Fallen Apart
Fallen Apart

Reputation: 741

How to create a numpy array with a random entries that exclude one element in each index?

I have an array val of possible values (ex. val = [0, 1, 2, 3, 4, 5]) and an array A (possibly very long list) of selected values (ex. A = [2, 3, 1, 0, 2, 1, ... , 2, 3, 1, 0, 4])

Now I want to create an array B of the same length as A such that A[i] is different than B[i] for each i and entries in B are selected randomly. How to do it efficiently using numpy?

Upvotes: 2

Views: 823

Answers (5)

Paul Panzer
Paul Panzer

Reputation: 53029

A simple method would be drawing the difference between A and B modulo n where n is the number of possible outcomes. A[i] != B[i] means that this difference is not zero, hence we draw from 1,...,n-1:

n,N = 10,100
A = np.random.randint(0,n,N)

D = np.random.randint(1,n,N)
B = (A-D)%n

Update: while arguably elegant this solution is not the fastest. We could save some time by replacing the (slow) modulo operator with just testing for negative values and adding n to them.

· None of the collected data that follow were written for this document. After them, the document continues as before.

//! Phase-based progress calculation
//!
//! Distinct from the status→progress mapping: when a project has phases,
//! a finer-grained estimate blends phase completion with document
//! completion. This signal is informational — it never drives status.

use crate::{progress_for, transition, LifecycleResult, TransitionLog};
use oms_types::{Actor, Project, ProjectStatus};
use serde::{Deserialize, Serialize};

/// Status of one project phase, as far as progress accounting cares.
#[derive(Clone, Copy, Debug, PartialEq, Eq, Serialize, Deserialize)]
#[serde(rename_all = "snake_case")]
pub enum PhaseStatus {
    NotStarted,
    InProgress,
    Review,
    Completed,
    OnHold,
    Cancelled,
}

/// Review state of a project deliverable document.
#[derive(Clone, Copy, Debug, PartialEq, Eq, Serialize, Deserialize)]
#[serde(rename_all = "snake_case")]
pub enum DeliverableStatus {
    Draft,
    InReview,
    Final,
    ClientApproved,
}

impl DeliverableStatus {
    fn is_complete(self) -> bool {
        matches!(self, DeliverableStatus::Final | DeliverableStatus::ClientApproved)
    }
}

/// Calculate progress from phases and deliverable documents.
///
/// No phases: fall back to the status mapping (0 for `on_hold`). With
/// phases: `completed/total * 100`, blended 70/30 with the completed
/// document fraction when any documents exist. Clamped to 0..=100 and
/// truncated to an integer.
pub fn calculate_progress(
    project: &Project,
    phases: &[PhaseStatus],
    documents: &[DeliverableStatus],
) -> u8 {
    if phases.is_empty() {
        return progress_for(project.status).unwrap_or(0);
    }

    let total_phases = phases.len() as f64;
    let completed_phases = phases
        .iter()
        .filter(|p| **p == PhaseStatus::Completed)
        .count() as f64;
    let phase_progress = completed_phases / total_phases * 100.0;

    let overall = if documents.is_empty() {
        phase_progress
    } else {
        let total_docs = documents.len() as f64;
        let completed_docs = documents.iter().filter(|d| d.is_complete()).count() as f64;
        let doc_progress = completed_docs / total_docs * 100.0;
        phase_progress * 0.7 + doc_progress * 0.3
    };

    overall.clamp(0.0, 100.0) as u8
}

/// Write the calculated progress onto the project when it differs.
pub fn update_progress(
    project: &mut Project,
    phases: &[PhaseStatus],
    documents: &[DeliverableStatus],
) {
    let new_progress = calculate_progress(project, phases, documents);
    if new_progress != project.progress_percentage {
        project.progress_percentage = new_progress;
        project.status_updated_at = chrono::Utc::now();
        project.timestamps.touch();
    }
}

/// Convenience wrapper pairing a project with its transition log.
///
/// Callers that hold both can use the free functions directly; this exists
/// for orchestration code that threads one audited project around.
#[derive(Clone, Debug, Default)]
pub struct ProjectLifecycle {
    pub log: TransitionLog,
}

impl ProjectLifecycle {
    pub fn new() -> Self {
        Self::default()
    }

    /// See [`transition`].
    pub fn transition(
        &mut self,
        project: &mut Project,
        new_status: ProjectStatus,
        actor: Option<&Actor>,
        reason: impl Into<String>,
        notes: impl Into<String>,
    ) -> LifecycleResult<crate::StatusTransition> {
        transition(project, new_status, actor, reason, notes, &mut self.log)
    }
}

In this form this solution starts looking quite similar to @Divakar's: two blocks of possible values, one needs to be shifted.

But we can do better: instead of shifting on average half the values we can instead swap them out only if A[i] == B[i]. As this is expected to happen rarely unless the list of permissible values is very short, the code runs faster:

B = np.random.randint(1,n,N)
B[B==A] = 0

Upvotes: 1

Divakar
Divakar

Reputation: 221514

Here's one vectorized way -

def randnum_excludeone(A, val):
    n = val[-1]
    idx = np.random.randint(0,n,len(A))
    idx[idx>=A] += 1
    return idx

The idea is we generate random integers for each entry in A covering the entire length of val minus 1. Then, we add in 1 if the current random number generated is same or greater than current A element, otherwise we keep it. Thus, for any random number generated that's lesser than current A number, we keep it. Otherwise, with 1 addition, we will offset from the current A number. That's our final output - idx.

Let's verify the random-ness and make sure it's uniform across non-A elements -

In [42]: A
Out[42]: array([2, 3, 1, 0, 2, 1, 2, 3, 1, 0, 4])

In [43]: val
Out[43]: array([0, 1, 2, 3, 4, 5])

In [44]: c = np.array([randnum_excludeone(A, val) for _ in range(10000)])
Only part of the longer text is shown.